Doce años antes Teresa concluía así el Libro de la Vida: «De esta manera vivo ahora, señor y padre mío. Suplique vuestra merced a Dios, o me lleve consigo o me dé cómo le sirva» (V 40, 23). En suma, o morir o servir. Alternativa en que prevalecía lo primero, el deseo de morir para «ver a Dios». Convencida como ella estaba de que el desenlace era inminente.

Ahora han cambiado las tornas. A la Santa le interesa testificar ese cambio profundo: «Que es cosa admirable la diferencia que hay» entre lo de entonces y lo de ahora (epígrafe del capítulo). Y sin más comienza a enumerar las variantes.

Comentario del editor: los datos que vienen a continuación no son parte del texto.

//! # Income Tax Estimator
//!
//! Federal income tax through progressive brackets, non-refundable dependent credits,
//! FICA payroll taxes and a flat state-rate approximation.
//!
//! The tables live in [`TaxConfig`], whose [`Default`] is the 2025 tax year. A different
//! year is a matter of building another configuration:
//!
//! ```rust
//! # use calckit::prelude::*;
//! let config = TaxConfig::builder()
//!     .social_security_wage_base(168_600.0)
//!     .build()?;
//! let result = income_tax()
//!     .gross_income(250_000.0)
//!     .config(&config)
//!     .call()
//!     .unwrap();
//! assert_eq!(result.social_security, 168_600.0 * 0.062);
//! # CalcResult::Ok(())
//! ```

// Module structure
pub mod states;
pub mod tables;

use self::tables::{ByFilingStatus, TaxBracket};
use crate::CalcResult;
use crate::helpers::finite_or_zero;
use crate::params::{IncomeTaxParams, log_rejection};
use bon::{bon, builder};
use garde::Validate;
use serde::Serialize;
use std::str::FromStr;
use std::sync::LazyLock;

// =======================================
// FILING STATUS AND DEDUCTION
// =======================================

#[derive(Debug, Clone, Copy, PartialEq, Eq, Default, Serialize)]
pub enum FilingStatus {
    #[default]
    Single,
    MarriedJoint,
    MarriedSeparate,
    HeadOfHousehold,
}

impl FromStr for FilingStatus {
    type Err = String;

    fn from_str(s: &str) -> Result<Self, Self::Err> {
        match s.trim().to_ascii_lowercase().as_str() {
            "single" => Ok(FilingStatus::Single),
            "married_joint" => Ok(FilingStatus::MarriedJoint),
            "married_separate" => Ok(FilingStatus::MarriedSeparate),
            "head_of_household" => Ok(FilingStatus::HeadOfHousehold),
            other => Err(format!("unknown filing status '{other}'")),
        }
    }
}

/// Deduction subtracted from gross income before the bracket walk.
#[derive(Debug, Clone, Copy, PartialEq, Default, Serialize)]
pub enum Deduction {
    /// The standard deduction of the filing status.
    #[default]
    Standard,
    /// An itemized amount entered by the filer.
    Itemized(f64),
}

impl Deduction {
    /// Build from the deduction-type field (`standard` or `itemized`) and the itemized amount.
    ///
    /// The amount is ignored for a standard deduction.
    pub fn from_form(kind: &str, itemized_amount: f64) -> Result<Self, String> {
        match kind.trim().to_ascii_lowercase().as_str() {
            "standard" => Ok(Deduction::Standard),
            "itemized" => Ok(Deduction::Itemized(itemized_amount)),
            other => Err(format!("unknown deduction type '{other}'")),
        }
    }

    fn amount(self, status: FilingStatus, config: &TaxConfig) -> f64 {
        match self {
            Deduction::Standard => *config.standard_deduction.get(status),
            // An unreadable itemized entry counts as zero
            Deduction::Itemized(amount) => finite_or_zero(amount),
        }
    }
}

// =======================================
// CONFIGURATION
// =======================================

/// Tax tables and payroll constants for one tax year.
#[derive(Debug, Clone, PartialEq, Validate, Serialize)]
#[garde(allow_unvalidated)]
pub struct TaxConfig {
    /// Progressive brackets per filing status, ascending, ending with an unbounded bracket.
    #[garde(custom(validate_bracket_tables))]
    pub brackets: ByFilingStatus<Vec<TaxBracket>>,

    #[garde(custom(validate_amounts))]
    pub standard_deduction: ByFilingStatus<f64>,

    /// Wages above this threshold pay the additional Medicare tax.
    #[garde(custom(validate_amounts))]
    pub medicare_surtax_threshold: ByFilingStatus<f64>,

    #[garde(custom(validate_rate))]
    pub social_security_rate: f64,

    /// Wages above the base pay no Social Security tax.
    #[garde(custom(validate_amount))]
    pub social_security_wage_base: f64,

    #[garde(custom(validate_rate))]
    pub medicare_rate: f64,

    #[garde(custom(validate_rate))]
    pub medicare_surtax_rate: f64,

    /// Credit per qualifying child.
    #[garde(custom(validate_amount))]
    pub child_credit: f64,

    /// Credit per other dependent.
    #[garde(custom(validate_amount))]
    pub other_dependent_credit: f64,
}

#[bon]
impl TaxConfig {
    #[builder]
    pub fn new(
        #[builder(default = tables::brackets_2025())] brackets: ByFilingStatus<Vec<TaxBracket>>,
        #[builder(default = tables::STANDARD_DEDUCTION_2025)]
        standard_deduction: ByFilingStatus<f64>,
        #[builder(default = tables::MEDICARE_SURTAX_THRESHOLD_2025)]
        medicare_surtax_threshold: ByFilingStatus<f64>,
        #[builder(default = tables::SOCIAL_SECURITY_RATE)] social_security_rate: f64,
        #[builder(default = tables::SOCIAL_SECURITY_WAGE_BASE_2025)] social_security_wage_base: f64,
        #[builder(default = tables::MEDICARE_RATE)] medicare_rate: f64,
        #[builder(default = tables::MEDICARE_SURTAX_RATE)] medicare_surtax_rate: f64,
        #[builder(default = tables::CHILD_TAX_CREDIT)] child_credit: f64,
        #[builder(default = tables::OTHER_DEPENDENT_CREDIT)] other_dependent_credit: f64,
    ) -> CalcResult<Self> {
        let config = TaxConfig {
            brackets,
            standard_deduction,
            medicare_surtax_threshold,
            social_security_rate,
            social_security_wage_base,
            medicare_rate,
            medicare_surtax_rate,
            child_credit,
            other_dependent_credit,
        };

        config
            .validate()
            .map_err(|err| Box::new(err) as Box<dyn std::error::Error>)?;

        Ok(config)
    }
}

impl Default for TaxConfig {
    /// The 2025 tax year.
    fn default() -> Self {
        TaxConfig {
            brackets: tables::brackets_2025(),
            standard_deduction: tables::STANDARD_DEDUCTION_2025,
            medicare_surtax_threshold: tables::MEDICARE_SURTAX_THRESHOLD_2025,
            social_security_rate: tables::SOCIAL_SECURITY_RATE,
            social_security_wage_base: tables::SOCIAL_SECURITY_WAGE_BASE_2025,
            medicare_rate: tables::MEDICARE_RATE,
            medicare_surtax_rate: tables::MEDICARE_SURTAX_RATE,
            child_credit: tables::CHILD_TAX_CREDIT,
            other_dependent_credit: tables::OTHER_DEPENDENT_CREDIT,
        }
    }
}

static DEFAULT_CONFIG: LazyLock<TaxConfig> = LazyLock::new(TaxConfig::default);

fn validate_rate(value: &f64, _context: &()) -> garde::Result {
    if !(0.0..=1.0).contains(value) {
        return Err(garde::Error::new(format!(
            "rate {value} must be a fraction between 0 and 1"
        )));
    }
    Ok(())
}

fn validate_amount(value: &f64, _context: &()) -> garde::Result {
    if !value.is_finite() || *value < 0.0 {
        return Err(garde::Error::new(format!(
            "amount {value} must be a non-negative number"
        )));
    }
    Ok(())
}

fn validate_amounts(values: &ByFilingStatus<f64>, _context: &()) -> garde::Result {
    for (status, value) in values.iter() {
        validate_amount(value, &())
            .map_err(|err| garde::Error::new(format!("{status:?}: {}", err.message())))?;
    }
    Ok(())
}

fn validate_bracket_tables(
    tables: &ByFilingStatus<Vec<TaxBracket>>,
    _context: &(),
) -> garde::Result {
    for (status, brackets) in tables.iter() {
        validate_brackets(brackets)
            .map_err(|message| garde::Error::new(format!("{status:?}: {message}")))?;
    }
    Ok(())
}

fn validate_brackets(brackets: &[TaxBracket]) -> Result<(), String> {
    let (first, last) = match (brackets.first(), brackets.last()) {
        (Some(first), Some(last)) => (first, last),
        _ => return Err("bracket table is empty".to_string()),
    };
    if first.min != 0.0 {
        return Err(format!("first bracket starts at {} instead of 0", first.min));
    }
    if last.max.is_some() {
        return Err("top bracket must be unbounded".to_string());
    }

    for bracket in brackets {
        validate_rate(&bracket.rate, &()).map_err(|err| err.message().to_string())?;
        if bracket.max.is_some_and(|max| max <= bracket.min) {
            return Err(format!("bracket starting at {} is empty", bracket.min));
        }
    }

    for pair in brackets.windows(2) {
        if pair[0].max != Some(pair[1].min) {
            return Err(format!(
                "bracket starting at {} does not continue the previous one",
                pair[1].min
            ));
        }
    }
    Ok(())
}

// =======================================
// TAX ESTIMATE
// =======================================

/// Tax owed inside one bracket.
#[derive(Debug, Clone, Copy, PartialEq, Serialize)]
pub struct BracketTax {
    pub rate: f64,
    pub taxable: f64,
    pub tax: f64,
}

/// Annual tax estimate. Rates are fractions (0.22 for 22%).
#[derive(Debug, Clone, PartialEq, Serialize)]
pub struct TaxResult {
    pub gross_income: f64,
    pub deduction: f64,
    pub taxable_income: f64,
    pub federal_tax_before_credits: f64,
    /// Federal income tax after credits
    pub federal_tax: f64,
    pub social_security: f64,
    pub medicare: f64,
    pub total_fica: f64,
    pub child_tax_credit: f64,
    pub other_dependent_credit: f64,
    pub total_credits: f64,
    pub state_tax: f64,
    pub state_rate: f64,
    pub total_tax: f64,
    pub effective_rate: f64,
    pub marginal_rate: f64,
    pub take_home: f64,
    pub monthly_take_home: f64,
    pub bracket_breakdown: Vec<BracketTax>,
}

/// Estimate federal, payroll and state taxes on an annual gross income.
///
/// # Algorithm
/// ```text
/// taxable   = max(0, gross - deduction)
/// federal   = Σ (min(taxable, max) - min) · rate   over brackets with taxable > min
/// SS        = min(gross, wage base) · 6.2%
/// Medicare  = gross · 1.45% + max(0, gross - threshold) · 0.9%
/// child     = min(children · 2000, federal)
/// other     = min(others · 500, federal - child)
/// state     = taxable · state rate
/// total     = federal - credits + SS + Medicare + state
/// ```
/// The marginal rate is the rate of the last bracket reached, 10% when none is.
/// Unknown or missing state codes are taxed at 0%.
///
/// Returns `None` when gross income is not positive.
///
/// # Parameters
/// - `gross_income`: Annual gross income
/// - `filing_status`: Filing status (default single)
/// - `deduction`: Standard (default) or itemized
/// - `child_dependents`, `other_dependents`: Dependent counts (default 0)
/// - `state`: Two-letter state code
/// - `config`: Tax tables (default 2025)
///
/// # Examples
/// ```rust
/// # use calckit::prelude::*;
/// let result = income_tax()
///     .gross_income(75_000.0)
///     .filing_status(FilingStatus::Single)
///     .call()
///     .unwrap();
/// assert_eq!(result.taxable_income, 59_250.0);
/// assert_eq!(result.marginal_rate, 0.22);
/// assert_eq!(result.bracket_breakdown.len(), 3);
/// ```
#[builder]
pub fn income_tax(
    gross_income: f64,
    #[builder(default)] filing_status: FilingStatus,
    #[builder(default)] deduction: Deduction,
    #[builder(default = 0)] child_dependents: u32,
    #[builder(default = 0)] other_dependents: u32,
    state: Option<&str>,
    config: Option<&TaxConfig>,
) -> Option<TaxResult> {
    let config = config.unwrap_or(&*DEFAULT_CONFIG);
    let deduction = deduction.amount(filing_status, config);

    let params = IncomeTaxParams {
        gross_income,
        deduction,
        child_dependents,
        other_dependents,
    };
    if let Err(report) = params.validate_all() {
        log_rejection("income tax", &report);
        return None;
    }

    let taxable_income = (gross_income - deduction).max(0.0);

    // Federal brackets
    let brackets = config.brackets.get(filing_status);
    let mut federal_tax_before_credits = 0.0;
    let mut marginal_rate = brackets.first().map_or(0.0, |b| b.rate);
    let mut bracket_breakdown = Vec::new();
    for bracket in brackets {
        if taxable_income <= bracket.min {
            break;
        }
        let taxable = bracket.taxable_in(taxable_income);
        let tax = taxable * bracket.rate;
        federal_tax_before_credits += tax;
        marginal_rate = bracket.rate;
        bracket_breakdown.push(BracketTax {
            rate: bracket.rate,
            taxable,
            tax,
        });
    }

    // FICA
    let social_security =
        gross_income.min(config.social_security_wage_base) * config.social_security_rate;
    let surtax_threshold = *config.medicare_surtax_threshold.get(filing_status);
    let medicare = gross_income * config.medicare_rate
        + (gross_income - surtax_threshold).max(0.0) * config.medicare_surtax_rate;
    let total_fica = social_security + medicare;

    // Non-refundable credits, child credit first
    let child_tax_credit =
        (child_dependents as f64 * config.child_credit).min(federal_tax_before_credits);
    let other_dependent_credit = (other_dependents as f64 * config.other_dependent_credit)
        .min(federal_tax_before_credits - child_tax_credit);
    let total_credits = child_tax_credit + other_dependent_credit;
    let federal_tax = federal_tax_before_credits - total_credits;

    // State
    let state_rate = state.and_then(states::state_rate).map_or(0.0, |s| s.rate / 100.0);
    let state_tax = taxable_income * state_rate;

    let total_tax = federal_tax + total_fica + state_tax;
    let take_home = gross_income - total_tax;

    Some(TaxResult {
        gross_income,
        deduction,
        taxable_income,
        federal_tax_before_credits,
        federal_tax,
        social_security,
        medicare,
        total_fica,
        child_tax_credit,
        other_dependent_credit,
        total_credits,
        state_tax,
        state_rate,
        total_tax,
        effective_rate: total_tax / gross_income,
        marginal_rate,
        take_home,
        monthly_take_home: take_home / 12.0,
        bracket_breakdown,
    })
}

Comienza por el aspecto psicológico. «Lo primero, un olvido de sí, que verdaderamente parece que ya no es» (n. 2)

No se trata de ser y vivir desmemoriado. Lo advertirá expresamente enseguida: ni siquiera habrá olvido de comer y dormir. Es algo más profundo y radical. Algo que afecta a lo hondo del propio ser. Total liberación de egoísmo y egocentrismo, en la vinculación de las cosas con el centro del yo. Como si la atención y la memoria se hubieran vuelto selectivas, dejando de lado todo un inmenso cuadrante de cosas y hechos baladíes. Nueva manera de ser, que tiene la apariencia de «no ser en sí» sino en Cristo. Insistirá en ese dato: «Que, como digo, parece que (ella) no es ni querría ser en nada nada» (n. 2). Han sido las palabras de Cristo las que han sanado la memoria y la vieja manera de ser. Cristo le había dicho «que (ella) mirase por sus cosas (de él), que él miraría por las suyas (de ella)».

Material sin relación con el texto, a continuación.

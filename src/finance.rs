//! # Finance Calculators
//!
//! Money calculations for household decisions: home loans, income tax, restaurant tips and import duties.
//!
//! ## Submodules
//! - [`mortgage`]: Fixed-rate payment, yearly amortization schedule, auto-PMI and the mortgage form state
//! - [`tax`]: Federal brackets, dependent credits, FICA and state flat-rate estimate, with configurable tables
//! - [`tip`]: Tip amount and per-person split
//! - [`tariff`]: Import tariff on goods plus shipping, with country-suggested rates
//!
//! ## Usage Example
//! ```rust
//! # use calckit::prelude::*;
//! let loan = mortgage()
//!     .home_price(400_000.0)
//!     .down_payment(40_000.0)
//!     .annual_rate(7.0)
//!     .call()
//!     .unwrap();
//! let pmi = auto_pmi(400_000.0, 40_000.0);
//! let monthly = monthly_breakdown()
//!     .result(&loan)
//!     .property_tax(4_800.0)
//!     .insurance(1_500.0)
//!     .pmi(pmi)
//!     .call();
//! assert_eq!(pmi, 1_800.0);
//! assert!(monthly.total > loan.monthly_payment);
//!
//! let split = tip().bill(84.0).tip_percent(20.0).split(3).call().unwrap();
//! assert_eq!(split.per_person_total, 33.6);
//! ```
//!
//! ## Notes
//! - Rates passed in are percentages (7.0 for 7%); rates reported by the tax estimator are fractions.
//! - Amounts are plain `f64` dollars and are not rounded; rounding belongs to [`crate::format`].

// Module structure
pub mod mortgage;
pub mod tariff;
pub mod tax;
pub mod tip;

Otro rasgo: como siempre, para Teresa cuenta mucho el parámetro de los deseos. Enumerará toda una gavilla de nuevas maneras de desear. Comienza por el «deseo de padecer», por configurarse a Cristo. Pero deseo frenado y rebasado por «el deseo de que se haga en todo la voluntad de Dios» en la propia vida (n. 4).

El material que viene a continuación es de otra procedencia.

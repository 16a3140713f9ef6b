//! CLI definitions: argument parsing, option merging, and report rendering.
//! Exit codes and process wiring live in the binary.

use crate::config::{AgentConfig, ScanConfig};
use crate::error::ConfigError;
use crate::logging::LoggingConfig;
use crate::scan::{ScanOptions, ScanReport};
use clap::Parser;
use std::path::PathBuf;
use std::time::Duration;

/// Treehash CLI - deterministic content digests for directory trees
#[derive(Parser)]
#[command(name = "treehash")]
#[command(about = "Deterministic content digests for directory trees")]
pub struct Cli {
    /// Directory tree to digest
    #[arg(long)]
    pub path: Option<PathBuf>,

    /// Prefix stripped from reported paths (defaults to the scan root)
    #[arg(long)]
    pub strip_prefix: Option<PathBuf>,

    /// Overall time budget for one scan, in seconds
    #[arg(long)]
    pub time_budget: Option<u64>,

    /// Read buffer size for file hashing, in bytes
    #[arg(long)]
    pub buffer_size: Option<usize>,

    /// Cap on simultaneous filesystem operations
    #[arg(long)]
    pub max_io: Option<usize>,

    /// Keep running and recompute the digest on an interval
    #[arg(long)]
    pub agent: bool,

    /// Seconds between scheduled scans (agent mode)
    #[arg(long)]
    pub interval: Option<u64>,

    /// Startup delay before the first scheduled scan, in seconds (agent mode)
    #[arg(long)]
    pub delay: Option<u64>,

    /// Output format (text or json)
    #[arg(long, default_value = "text")]
    pub format: String,

    /// List every hashed file as "<digest>  <path>" before the root digest
    #[arg(long)]
    pub list: bool,

    /// Configuration file path (overrides default config loading)
    #[arg(long)]
    pub config: Option<PathBuf>,

    /// Enable verbose logging (default: off outside agent mode)
    #[arg(long)]
    pub verbose: bool,

    /// Log level (trace, debug, info, warn, error, off)
    #[arg(long)]
    pub log_level: Option<String>,

    /// Log format (json, text)
    #[arg(long)]
    pub log_format: Option<String>,
}

impl Cli {
    /// Merge CLI flags over the configured scan parameters.
    pub fn scan_options(&self, base: &ScanConfig) -> ScanOptions {
        let mut config = base.clone();
        if let Some(path) = &self.path {
            config.path = path.clone();
        }
        if let Some(prefix) = &self.strip_prefix {
            config.strip_prefix = Some(prefix.clone());
        }
        if let Some(secs) = self.time_budget {
            config.time_budget_secs = secs;
        }
        if let Some(size) = self.buffer_size {
            config.buffer_size = size;
        }
        if let Some(max_io) = self.max_io {
            config.max_io = max_io;
        }
        config.to_options()
    }

    pub fn agent_interval(&self, base: &AgentConfig) -> Duration {
        self.interval
            .map(Duration::from_secs)
            .unwrap_or_else(|| base.interval())
    }

    pub fn agent_delay(&self, base: &AgentConfig) -> Duration {
        self.delay
            .map(Duration::from_secs)
            .unwrap_or_else(|| base.delay())
    }

    /// Merge CLI flags over the configured logging parameters.
    ///
    /// Without `--verbose`, one-shot runs log nothing so stdout/stderr stay
    /// clean; agent mode keeps logging on since digests are reported through
    /// the log stream.
    pub fn logging_config(&self, base: &LoggingConfig) -> LoggingConfig {
        let mut config = base.clone();
        if !self.verbose && !self.agent {
            config.level = "off".to_string();
        }
        if let Some(level) = &self.log_level {
            config.level = level.clone();
        }
        if let Some(format) = &self.log_format {
            config.format = format.clone();
        }
        config
    }

    /// Render a report in the selected output format.
    pub fn render_report(&self, report: &ScanReport) -> Result<String, ConfigError> {
        match self.format.as_str() {
            "json" => serde_json::to_string_pretty(report)
                .map_err(|e| ConfigError::Invalid(format!("failed to encode report: {}", e))),
            "text" => {
                let mut output = String::new();
                if self.list {
                    for record in &report.files {
                        output.push_str(&hex::encode(record.digest));
                        output.push_str("  ");
                        output.push_str(&record.path);
                        output.push('\n');
                    }
                }
                output.push_str(&report.digest_hex());
                Ok(output)
            }
            other => Err(ConfigError::Invalid(format!(
                "invalid output format: {} (must be 'text' or 'json')",
                other
            ))),
        }
    }
}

Y llega así el rasgo más profundo, el que ella cree diferencial respecto de lo vivido anteriormente, la «admirable diferencia» que anunció en el título del capítulo y que se sitúa de nuevo en la tangente de los deseos: «Lo que más me espanta (=asombra) de todo, es que ya habéis visto los trabajos y aflicciones que han tenido por morirse, por gozar de nuestro Señor; ahora es tan grande el deseo que tienen de servirle y de que por ellas sea alabado y de aprovechar a algún alma si pudiesen, que no solo no desean morirse, mas vivir muchos años padeciendo... por si pudiesen que fuese el Señor alabado por ellos» (n. 6).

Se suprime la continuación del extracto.